Thank you.
Good afternoon and hello to all of the finance committee members.
I represent the Tourism Industry Association of Prince Edward Island, the hardest-hit industry on the island since the onset of this pandemic. Prior to the pandemic, tourism was one of the top three industries on Prince Edward Island, generating an estimated $504.8 million in direct revenues and approximately $145 million in total tax revenues. Leading up to 2020, we enjoyed five consecutive record-breaking seasons, resulting in businesses in our industry reinvesting and expanding their operations.
In 2019, Prince Edward Island welcomed an estimated 1.6 million visitors to our island, which has a humble population just shy of 160,000. The cruise industry set a record, with 128,000 passengers, near equal to our total population, helping to lengthen our traditionally seasonal industry in the spring and fall. In the 2020 season, and again in 2021, cruises ground to a complete halt, going from 128,000 passengers to zero.
The impact this industry has not only on the ports affected but on the supply chain, from transportation providers to small businesses, including retail, restaurants, experiential product and tour companies, is staggering. We have individual family-owned retail businesses sitting on over $1 million in inventory, purchased in advance of the 2020 season and carrying that cost for multiple years. Our main transportation provider, normally employing approximately 500 people, now has 155 individuals working at a much reduced capacity.

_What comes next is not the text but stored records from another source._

//! Social feed posts

use chrono::{DateTime, Utc};
use serde::{Deserialize, Serialize};
use uuid::Uuid;

use connect_rbac::Role;

use crate::document::{document_timestamps, Document};
use crate::error::ConnectResult;
use crate::validation::Validator;

#[derive(Debug, Clone, Copy, PartialEq, Eq, Hash, Serialize, Deserialize)]
#[serde(rename_all = "lowercase")]
pub enum MediaKind {
    Image,
    Video,
}

#[derive(Debug, Clone, PartialEq, Eq, Serialize, Deserialize)]
pub struct Media {
    #[serde(alias = "type")]
    pub kind: MediaKind,
    pub url: String,
}

#[derive(Debug, Clone, Copy, Default, PartialEq, Eq, Hash, Serialize, Deserialize)]
#[serde(rename_all = "lowercase")]
pub enum PostType {
    #[default]
    General,
    Job,
    Event,
    Resource,
}

impl PostType {
    pub fn parse(s: &str) -> Option<Self> {
        match s.trim().to_lowercase().as_str() {
            "general" => Some(Self::General),
            "job" => Some(Self::Job),
            "event" => Some(Self::Event),
            "resource" => Some(Self::Resource),
            _ => None,
        }
    }
}

#[derive(Debug, Clone, PartialEq, Eq, Serialize, Deserialize)]
pub struct Comment {
    pub user: Uuid,
    pub text: String,
    pub created_at: DateTime<Utc>,
}

/// A post on the campus feed. Needs text or at least one media item.
#[derive(Debug, Clone, Serialize, Deserialize)]
pub struct FeedPost {
    pub id: Uuid,
    pub posted_by: Uuid,
    pub text: Option<String>,
    #[serde(default)]
    pub media: Vec<Media>,
    pub post_type: PostType,
    #[serde(default)]
    pub likes: Vec<Uuid>,
    #[serde(default)]
    pub comments: Vec<Comment>,
    pub created_at: DateTime<Utc>,
    pub updated_at: DateTime<Utc>,
}

impl FeedPost {
    pub fn new(posted_by: Uuid) -> Self {
        let now = Utc::now();
        Self {
            id: Uuid::now_v7(),
            posted_by,
            text: None,
            media: Vec::new(),
            post_type: PostType::default(),
            likes: Vec::new(),
            comments: Vec::new(),
            created_at: now,
            updated_at: now,
        }
    }

    pub fn with_text(mut self, text: impl Into<String>) -> Self {
        let text = text.into();
        let text = text.trim();
        self.text = (!text.is_empty()).then(|| text.to_string());
        self
    }

    pub fn with_media(mut self, media: Vec<Media>) -> Self {
        self.media = media;
        self
    }

    pub fn with_post_type(mut self, post_type: PostType) -> Self {
        self.post_type = post_type;
        self
    }

    /// Returns `true` if the like was added.
    pub fn like(&mut self, user: Uuid) -> bool {
        if self.likes.contains(&user) {
            return false;
        }
        self.likes.push(user);
        true
    }

    /// Returns `true` if a like was removed.
    pub fn unlike(&mut self, user: Uuid) -> bool {
        let before = self.likes.len();
        self.likes.retain(|u| *u != user);
        before != self.likes.len()
    }

    pub fn comment(&mut self, user: Uuid, text: &str) -> ConnectResult<&Comment> {
        let mut v = Validator::new();
        v.required("text", text);
        v.finish()?;

        self.comments.push(Comment {
            user,
            text: text.trim().to_string(),
            created_at: Utc::now(),
        });
        Ok(&self.comments[self.comments.len() - 1])
    }

    /// Authors delete their own posts; admins delete any.
    pub fn can_delete(&self, user: Uuid, role: Role) -> bool {
        self.posted_by == user || role.is_admin()
    }
}

impl Document for FeedPost {
    const COLLECTION: &'static str = "feed";
    const LABEL: &'static str = "Post";

    document_timestamps!();

    fn validate(&self) -> ConnectResult<()> {
        let has_text = self.text.as_deref().is_some_and(|t| !t.trim().is_empty());
        let mut v = Validator::new();
        v.check(
            has_text || !self.media.is_empty(),
            "\"text\" or \"media\" is required",
        );
        for item in &self.media {
            v.uri("media.url", &item.url);
        }
        v.finish()
    }
}

#[cfg(test)]
mod tests {
    use super::*;

    #[test]
    fn test_text_or_media_required() {
        let post = FeedPost::new(Uuid::now_v7()).with_text("   ");
        assert!(post.text.is_none());
        assert!(post.validate().is_err());

        let post = FeedPost::new(Uuid::now_v7()).with_media(vec![Media {
            kind: MediaKind::Image,
            url: "https://cdn.example.com/a.png".into(),
        }]);
        assert!(post.validate().is_ok());
    }

    #[test]
    fn test_like_unlike_idempotent() {
        let mut post = FeedPost::new(Uuid::now_v7()).with_text("Hello BCET");
        let user = Uuid::now_v7();
        assert!(post.like(user));
        assert!(!post.like(user));
        assert_eq!(post.likes.len(), 1);
        assert!(post.unlike(user));
        assert!(!post.unlike(user));
        assert!(post.likes.is_empty());
    }

    #[test]
    fn test_comment_requires_text() {
        let mut post = FeedPost::new(Uuid::now_v7()).with_text("Hello");
        assert!(post.comment(Uuid::now_v7(), "").is_err());
        assert_eq!(post.comment(Uuid::now_v7(), " nice ").unwrap().text, "nice");
    }

    #[test]
    fn test_can_delete() {
        let author = Uuid::now_v7();
        let post = FeedPost::new(author).with_text("x");
        assert!(post.can_delete(author, Role::Student));
        assert!(post.can_delete(Uuid::now_v7(), Role::Admin));
        assert!(!post.can_delete(Uuid::now_v7(), Role::Faculty));
    }
}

In other sectors, we have seen an 80% decline in our accommodations, and some operators, such as the island's only family-run amusement parks, went from 350 staff in 2019 to 198 in 2020 across their four companies. Sales dropped from 60% to 80%, with the two largest amusement parks being down 80%. For one single attraction, this meant going from a profit of $300,000 to a loss of $300,000, even with the subsidies in place.
To put this in further perspective, that $300,000 in revenue would afford this business the ability to pay down approximately $250,000 in debt and to continue to expand their operations. Instead, the pandemic has forced them to now take on an additional $300,000 in loans just to keep the lights on, as opposed to investing in new capital projects.
In addition to the financial impact, amid the uncertainty, companies are losing the workforces that they have spent many years developing. Continued investment by the federal government will be required to support skills development.
While some of our larger businesses have taken on additional loans as a means of survival, many of our smaller operators don't have the capacity to do so. While carrying existing debt from investments in previous years, these businesses can't comfortably take on additional debt without any indication of when they may be able to pay it off. HASCAP, for example, has benefited a small number of businesses on Prince Edward Island, but no matter how low the interest rates or payback terms are, many will not entertain this as a viable option for them.
We recognize how fortunate our island has been in the face of the pandemic, and we were grateful to be open to the Atlantic bubble for the summer of 2020. This, paired with the Canada emergency wage subsidy and other supports, allowed many of our operators to open for the season, albeit at a much reduced capacity and at great financial cost.
As we move towards the 2021 season, our optimism has shifted to the realities of another bleak tourism year. At best, we are preparing for another Atlantic bubble, but many of our operators will not survive without the continued extension of the Canada emergency wage subsidy and the Canada emergency rent subsidy supports. These programs provide a backstop for our businesses to keep staff employed and keep the doors open in a time of much uncertainty. With border closures and continued COVID-19 restrictions, these operators are in an impossible position of trying to budget, plan, staff and forecast with no real understanding of what the coming months will bring.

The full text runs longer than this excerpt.